use std::fmt::{self, Debug, Display, Formatter};
use std::mem;

use tracing::trace;

/// One call received by an [`InertRecorder`].
#[derive(Debug, Clone, PartialEq, Eq)]
pub struct RecordedCall<A = String> {
    pub method: String,
    pub args: Vec<A>,
}

impl<A: Debug> Display for RecordedCall<A> {
    fn fmt(&self, f: &mut Formatter<'_>) -> fmt::Result {
        write!(f, "{}(", self.method)?;
        for (index, arg) in self.args.iter().enumerate() {
            if index > 0 {
                write!(f, ", ")?;
            }
            write!(f, "{arg:?}")?;
        }
        write!(f, ")")
    }
}

/// An object that does nothing but remember how it was created and which calls it received.
///
/// Recorders stand in for a real collaborator while it isn't available: the calls are logged in
/// order and can later be inspected, or replayed against the real thing with
/// [`replay`](InertRecorder::replay).
#[derive(Debug, Clone, PartialEq, Eq)]
pub struct InertRecorder<A = String> {
    init_args: Vec<A>,
    calls: Vec<RecordedCall<A>>,
}

impl<A> InertRecorder<A> {
    pub fn new<I: IntoIterator<Item = A>>(init_args: I) -> InertRecorder<A> {
        InertRecorder {
            init_args: init_args.into_iter().collect(),
            calls: Vec::new(),
        }
    }

    /// Logs a call of `method` with `args`, returning the recorder so calls can be chained.
    pub fn record<I: IntoIterator<Item = A>>(&mut self, method: &str, args: I) -> &mut Self {
        let call = RecordedCall {
            method: method.into(),
            args: args.into_iter().collect(),
        };
        trace!(method, args = call.args.len(), "call recorded");
        self.calls.push(call);
        self
    }

    /// Returns the arguments the recorder was created with.
    pub fn init_args(&self) -> &[A] {
        &self.init_args
    }

    /// Returns every recorded call, oldest first.
    pub fn recorded(&self) -> &[RecordedCall<A>] {
        &self.calls
    }

    /// Returns the recorded calls of `method`, oldest first.
    pub fn calls_to<'a>(&'a self, method: &'a str) -> impl Iterator<Item = &'a RecordedCall<A>> {
        self.calls.iter().filter(move |call| call.method == method)
    }

    pub fn len(&self) -> usize {
        self.calls.len()
    }

    pub fn is_empty(&self) -> bool {
        self.calls.is_empty()
    }

    pub fn clear(&mut self) {
        self.calls.clear();
    }

    /// Removes and returns every recorded call.
    pub fn take(&mut self) -> Vec<RecordedCall<A>> {
        mem::take(&mut self.calls)
    }

    /// Feeds every recorded call to `target` in order, stopping at the first error.
    pub fn replay<F, E>(&self, mut target: F) -> Result<(), E>
    where
        F: FnMut(&str, &[A]) -> Result<(), E>,
    {
        self.calls.iter().try_for_each(|call| target(&call.method, &call.args))
    }
}

impl<A> Default for InertRecorder<A> {
    fn default() -> Self {
        InertRecorder {
            init_args: Vec::new(),
            calls: Vec::new(),
        }
    }
}
use std::fmt::{self, Debug, Formatter};
use std::rc::Rc;

use indexmap::IndexSet;

use super::Registry;
use crate::naming::{
    Bindings, ConfigurationError, HookAlreadySetError, Hooks, Name, NameFormat, Rejection,
    SharedNamespaceError,
};

/// A builder for configuring a [`Registry`], available via [`Registry::builder`].
///
/// Every option has a logical default: the registry is labelled after `T`, uses
/// [`NameFormat::Constant`], owns a fresh [`Bindings`] table and has no hooks. Joining an
/// existing registry with [`namespace`](RegistryBuilder::namespace) shares that registry's store
/// and configuration, so it can't be combined with any other option.
pub struct RegistryBuilder<T: ?Sized + 'static> {
    label: Option<String>,
    namespace: Option<Registry<T>>,
    format: Option<NameFormat>,
    bindings: Option<Bindings>,
    skipped: IndexSet<String>,
    hooks: Hooks<T>,
    error: Option<ConfigurationError>,
}

impl<T: ?Sized + 'static> RegistryBuilder<T> {
    pub fn new() -> RegistryBuilder<T> {
        RegistryBuilder {
            label: None,
            namespace: None,
            format: None,
            bindings: None,
            skipped: IndexSet::new(),
            hooks: Hooks::default(),
            error: None,
        }
    }

    /// Sets the label used in logs and error messages.
    pub fn label<S: Into<String>>(mut self, label: S) -> Self {
        self.label = Some(label.into());
        self
    }

    /// Shares the store of `namespace` rather than creating a new one.
    pub fn namespace(mut self, namespace: &Registry<T>) -> Self {
        self.namespace = Some(namespace.clone());
        self
    }

    pub fn name_format(mut self, format: NameFormat) -> Self {
        self.format = Some(format);
        self
    }

    /// Scans `bindings` instead of a table owned by the registry.
    pub fn bindings(mut self, bindings: &Bindings) -> Self {
        self.bindings = Some(bindings.clone());
        self
    }

    /// Excludes `scope` from every scan.
    pub fn skip_scope<S: Into<String>>(mut self, scope: S) -> Self {
        self.skipped.insert(scope.into());
        self
    }

    pub fn on_instantiate<F>(mut self, hook: F) -> Self
    where
        F: Fn(&Rc<T>) + 'static,
    {
        if self.hooks.on_instantiate.is_some() {
            self.fail(HookAlreadySetError { hook: "on_instantiate" });
        }
        self.hooks.on_instantiate = Some(Box::new(hook));
        self
    }

    /// Sets the hook every candidate name passes through before it is validated. The hook
    /// receives the candidate, the instance and its previous name, and returns the name to assign
    /// or a [`Rejection`].
    pub fn on_name_assign<F>(mut self, hook: F) -> Self
    where
        F: Fn(&str, &Rc<T>, Option<&Name>) -> Result<String, Rejection> + 'static,
    {
        if self.hooks.on_name_assign.is_some() {
            self.fail(HookAlreadySetError { hook: "on_name_assign" });
        }
        self.hooks.on_name_assign = Some(Box::new(hook));
        self
    }

    /// Sets the transformation applied to stored names whenever they are read.
    pub fn on_name_query<F>(mut self, hook: F) -> Self
    where
        F: Fn(&Name) -> Name + 'static,
    {
        if self.hooks.on_name_query.is_some() {
            self.fail(HookAlreadySetError { hook: "on_name_query" });
        }
        self.hooks.on_name_query = Some(Box::new(hook));
        self
    }

    // Only the first error is reported.
    fn fail<E: Into<ConfigurationError>>(&mut self, error: E) {
        self.error.get_or_insert(error.into());
    }

    pub fn build(self) -> Result<Registry<T>, ConfigurationError> {
        if let Some(error) = self.error {
            return Err(error);
        }

        let Some(namespace) = self.namespace else {
            let label = self.label.unwrap_or_else(default_label::<T>);
            return Ok(Registry::from_parts(
                label,
                self.format.unwrap_or_default(),
                self.bindings.unwrap_or_default(),
                self.skipped,
                self.hooks,
            ));
        };

        let conflict = if self.label.is_some() {
            Some("label")
        } else if self.format.is_some() {
            Some("name_format")
        } else if self.bindings.is_some() {
            Some("bindings")
        } else if !self.skipped.is_empty() {
            Some("skip_scope")
        } else if !self.hooks.is_empty() {
            Some("hooks")
        } else {
            None
        };

        match conflict {
            Some(option) => Err(SharedNamespaceError { option }.into()),
            None => Ok(namespace),
        }
    }
}

impl<T: ?Sized + 'static> Default for RegistryBuilder<T> {
    fn default() -> Self {
        RegistryBuilder::new()
    }
}

impl<T: ?Sized + 'static> Debug for RegistryBuilder<T> {
    fn fmt(&self, f: &mut Formatter<'_>) -> fmt::Result {
        f.debug_struct("RegistryBuilder")
            .field("label", &self.label)
            .field("namespace", &self.namespace.as_ref().map(Registry::label))
            .field("format", &self.format)
            .field("bindings", &self.bindings)
            .field("skipped", &self.skipped)
            .field("hooks", &self.hooks)
            .field("error", &self.error)
            .finish()
    }
}

/// The type name of `T` without its module path, e.g. `Animal` for `my_crate::zoo::Animal`.
/// Tuples, arrays and slices keep their full name.
pub(crate) fn default_label<T: ?Sized>() -> String {
    let name = std::any::type_name::<T>();
    // Generic arguments and element types may contain paths of their own.
    let end = name.find(['<', '(', '[']).unwrap_or(name.len());
    match name[..end].rfind("::") {
        Some(index) => name[index + 2..].into(),
        None => name.into(),
    }
}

#### [What the task requires]
Return, line for line and unchanged, the data from its first line through the line containing "call, oldest first.".

#### [Solution to this task]
use std::fmt::{self, Debug, Display, Formatter};
use std::mem;

use tracing::trace;

/// One call received by an [`InertRecorder`].
#[derive(Debug, Clone, PartialEq, Eq)]
pub struct RecordedCall<A = String> {
    pub method: String,
    pub args: Vec<A>,
}

impl<A: Debug> Display for RecordedCall<A> {
    fn fmt(&self, f: &mut Formatter<'_>) -> fmt::Result {
        write!(f, "{}(", self.method)?;
        for (index, arg) in self.args.iter().enumerate() {
            if index > 0 {
                write!(f, ", ")?;
            }
            write!(f, "{arg:?}")?;
        }
        write!(f, ")")
    }
}

/// An object that does nothing but remember how it was created and which calls it received.
///
/// Recorders stand in for a real collaborator while it isn't available: the calls are logged in
/// order and can later be inspected, or replayed against the real thing with
/// [`replay`](InertRecorder::replay).
#[derive(Debug, Clone, PartialEq, Eq)]
pub struct InertRecorder<A = String> {
    init_args: Vec<A>,
    calls: Vec<RecordedCall<A>>,
}

impl<A> InertRecorder<A> {
    pub fn new<I: IntoIterator<Item = A>>(init_args: I) -> InertRecorder<A> {
        InertRecorder {
            init_args: init_args.into_iter().collect(),
            calls: Vec::new(),
        }
    }

    /// Logs a call of `method` with `args`, returning the recorder so calls can be chained.
    pub fn record<I: IntoIterator<Item = A>>(&mut self, method: &str, args: I) -> &mut Self {
        let call = RecordedCall {
            method: method.into(),
            args: args.into_iter().collect(),
        };
        trace!(method, args = call.args.len(), "call recorded");
        self.calls.push(call);
        self
    }

    /// Returns the arguments the recorder was created with.
    pub fn init_args(&self) -> &[A] {
        &self.init_args
    }

    /// Returns every recorded call, oldest first.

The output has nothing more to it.